What I Like to Read: Randy Wayne White

Doc Ford, is the main character in Randy Wayne White’s Florida based series. I love him, Doc, I mean. I don’t know Randy that well. Actually I don’t know him at all, but I feel like I know Doc Ford. I want his house, and his boat and all his cool friends. I want him to play tour guide in Columbia. *sigh* I’ll just have to wait for the next book. The man who invented Florida is somewhere in the middle of the series, but it’s one of my favorites. That’s why I chose it as the headliner. I you like the tall, silent, unassuming hero type, check out Randy and Doc.

10/01/2009

Television Installation is Not for the Faint of Heart

I grew up in a house where one of the deadliest sins was putting a hole in the wall. Didn't matter if you were hanging a picture with a straight pin, or pounding in a nail, it was highly frowned upon. Of course, that meant, when I got my own home, I put holes in the walls anytime I darn well pleased. It was an extension of opening my windows with the AC on or leaving the lights on in an uninhabited room. It was my house, my electric bill and my walls, so there. Apparently my children picked up on the, 'holes in the walls are okay' thing.

Last summer we bought a new television. My oldest son, the electronics installer in our family, grabbed his tools and went to work. I followed to fetch and carry. He found a stud, measured 16 inches and he drilled a hole, into nothing. He measured 18 inches and drilled again, into nothing. He scooted the drill bit over between the two holes and drilled once more, into nothing. I joined the project.

We found a stud at the other end of the short wall, measured over sixteen inches drilled a hole, into nothing. Eighteen inches, drilled again, into nothing. Just for fun, he drilled a few more exploratory holes, into nothing. There were now eight or ten holes. The wall looked like the victim of a drive by shooting.
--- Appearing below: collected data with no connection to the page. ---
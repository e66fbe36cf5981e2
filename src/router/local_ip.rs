//! Local endpoint resolution
//!
//! The mapping target ("InternalClient") is the address of the local
//! interface whose subnet contains the router's LAN address.

use super::types::RouterError;
use reqwest::Url;
use std::net::{IpAddr, Ipv4Addr, Ipv6Addr};
use tracing::debug;

/// An address assigned to a local network interface
#[derive(Debug, Clone, PartialEq, Eq)]
pub struct InterfaceAddr {
    /// Interface name (e.g. `eth0`)
    pub name: String,
    /// Assigned address
    pub ip: IpAddr,
    /// Subnet mask of the assigned range
    pub netmask: IpAddr,
}

impl InterfaceAddr {
    /// Build an interface address from a prefix length (`192.168.1.50/24`)
    pub fn with_prefix(name: impl Into<String>, ip: IpAddr, prefix_len: u8) -> Self {
        let netmask = match ip {
            IpAddr::V4(_) => {
                let bits = u32::MAX.checked_shl(32 - u32::from(prefix_len.min(32))).unwrap_or(0);
                IpAddr::V4(Ipv4Addr::from(bits))
            }
            IpAddr::V6(_) => {
                let bits = u128::MAX.checked_shl(128 - u32::from(prefix_len.min(128))).unwrap_or(0);
                IpAddr::V6(Ipv6Addr::from(bits))
            }
        };

        Self {
            name: name.into(),
            ip,
            netmask,
        }
    }

    /// Whether `other` lies in this address's subnet
    pub fn contains(&self, other: IpAddr) -> bool {
        match (self.ip, self.netmask, other) {
            (IpAddr::V4(ip), IpAddr::V4(mask), IpAddr::V4(other)) => {
                let mask = u32::from(mask);
                u32::from(ip) & mask == u32::from(other) & mask
            }
            (IpAddr::V6(ip), IpAddr::V6(mask), IpAddr::V6(other)) => {
                let mask = u128::from(mask);
                u128::from(ip) & mask == u128::from(other) & mask
            }
            _ => false,
        }
    }
}

/// Source of local interface addresses
pub trait InterfaceSource: Send + Sync {
    /// List every address assigned to a local interface
    fn interfaces(&self) -> std::io::Result<Vec<InterfaceAddr>>;
}

/// The host's interfaces, read through `get_if_addrs`
#[derive(Debug, Clone, Copy, Default)]
pub struct SystemInterfaces;

impl InterfaceSource for SystemInterfaces {
    fn interfaces(&self) -> std::io::Result<Vec<InterfaceAddr>> {
        let interfaces = get_if_addrs::get_if_addrs()?;

        Ok(interfaces
            .into_iter()
            .map(|iface| {
                let (ip, netmask) = match iface.addr {
                    get_if_addrs::IfAddr::V4(v4) => (IpAddr::V4(v4.ip), IpAddr::V4(v4.netmask)),
                    get_if_addrs::IfAddr::V6(v6) => (IpAddr::V6(v6.ip), IpAddr::V6(v6.netmask)),
                };
                InterfaceAddr {
                    name: iface.name,
                    ip,
                    netmask,
                }
            })
            .collect())
    }
}

/// The router's LAN address, taken from the host of its base URL
///
/// The host must be an IP literal; names are not resolved.
pub fn router_host_ip(url_base: &Url) -> Result<IpAddr, RouterError> {
    url_base
        .host_str()
        .map(|host| host.trim_start_matches('[').trim_end_matches(']'))
        .and_then(|host| host.parse().ok())
        .ok_or_else(|| RouterError::LocalIpResolution("couldn't determine router's internal ip".to_string()))
}

/// First local address whose subnet contains `router_ip`
pub fn find_local_ip(router_ip: IpAddr, interfaces: &[InterfaceAddr]) -> Option<IpAddr> {
    interfaces
        .iter()
        .find(|iface| iface.contains(router_ip))
        .map(|iface| {
            debug!("Router {} is reachable through {} ({})", router_ip, iface.name, iface.ip);
            iface.ip
        })
}

/// Resolve the local address to advertise as the mapping target
pub fn resolve_local_ip(url_base: &Url, source: &dyn InterfaceSource) -> Result<IpAddr, RouterError> {
    let router_ip = router_host_ip(url_base)?;

    let interfaces = source.interfaces().map_err(|e| {
        RouterError::LocalIpResolution(format!("couldn't list network interfaces: {}", e))
    })?;

    find_local_ip(router_ip, &interfaces)
        .ok_or_else(|| RouterError::LocalIpResolution("couldn't determine internal ip".to_string()))
}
We got back to basics and tapped on the walls to find a stud behind the dry wall. We found one and drilled another hole into, you guessed it, nothing. We took a break to regroup. The studs weren't on 16 inch centers and they weren't on 18 inch centers. We had multiple holes in the wall to prove that. I'm not sure what measurements were used to frame that wall, we never did figure out a pattern. Eventually by trial and error, we did find studs. Even got the television mounted in time for the St. Louis Cardinals game that evening.

With the installation complete we started clearing the room of all the boxes and extra hardware. Out of the mess I picked up a small, unmarked white box, maybe one inch wide by two inches long. I opened it, and out slid a stud finder. THE TV MOUNT CAME WITH A STUD FINDER. 

This will make it into a book some day.